* [EXERCISE DETAILS]:
Search the entries for the word "Corruption". Copy every line where it turns up.

* [RECORD EXCERPTS]:
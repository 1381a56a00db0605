// Copyright 2018-2022 Clemens Lutz
//
// Licensed under the Apache License, Version 2.0 (the "License");
// you may not use this file except in compliance with the License.
// You may obtain a copy of the License at
//
//     http://www.apache.org/licenses/LICENSE-2.0
//
// Unless required by applicable law or agreed to in writing, software
// distributed under the License is distributed on an "AS IS" BASIS,
// WITHOUT WARRANTIES OR CONDITIONS OF ANY KIND, either express or implied.
// See the License for the specific language governing permissions and
// limitations under the License.


use std::convert::From;

pub type Result<T> = std::result::Result<T, Error>;

#[derive(Debug)]
pub enum ErrorKind {
    InvalidArgument(String),
    IntegerOverflow(String),
    OutOfRange(String),
    Corruption(String),
    Msg(String),
}

#[derive(Debug)]
pub struct Error {
    kind: ErrorKind,
}

impl Error {
    pub fn kind(&self) -> &ErrorKind {
        &self.kind
    }
}

impl std::error::Error for Error {}

impl std::fmt::Display for Error {
    fn fmt(&self, f: &mut std::fmt::Formatter) -> std::fmt::Result {
        std::fmt::Display::fmt(&self.kind, f)
    }
}

impl From<ErrorKind> for Error {
    fn from(kind: ErrorKind) -> Self {
        Self { kind }
    }
}

impl std::fmt::Display for ErrorKind {
    fn fmt(&self, f: &mut std::fmt::Formatter) -> std::fmt::Result {
        match self {
            ErrorKind::InvalidArgument(ref s) => write!(f, "InvalidArgument: {}", s),
            ErrorKind::IntegerOverflow(ref s) => write!(f, "IntegerOverflow: {}", s),
            ErrorKind::OutOfRange(ref s) => write!(f, "OutOfRange: {}", s),
            ErrorKind::Corruption(ref s) => write!(f, "Corruption: {}", s),
            ErrorKind::Msg(ref s) => write!(f, "Msg: {}", s),
        }
    }
}

impl From<String> for ErrorKind {
    fn from(s: String) -> Self {
        ErrorKind::Msg(s)
    }
}

impl<'a> From<&'a str> for ErrorKind {
    fn from(s: &'a str) -> Self {
        ErrorKind::Msg(s.to_string())
    }
}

* [YOUR RESPONSE]:
    Corruption(String),
            ErrorKind::Corruption(ref s) => write!(f, "Corruption: {}", s),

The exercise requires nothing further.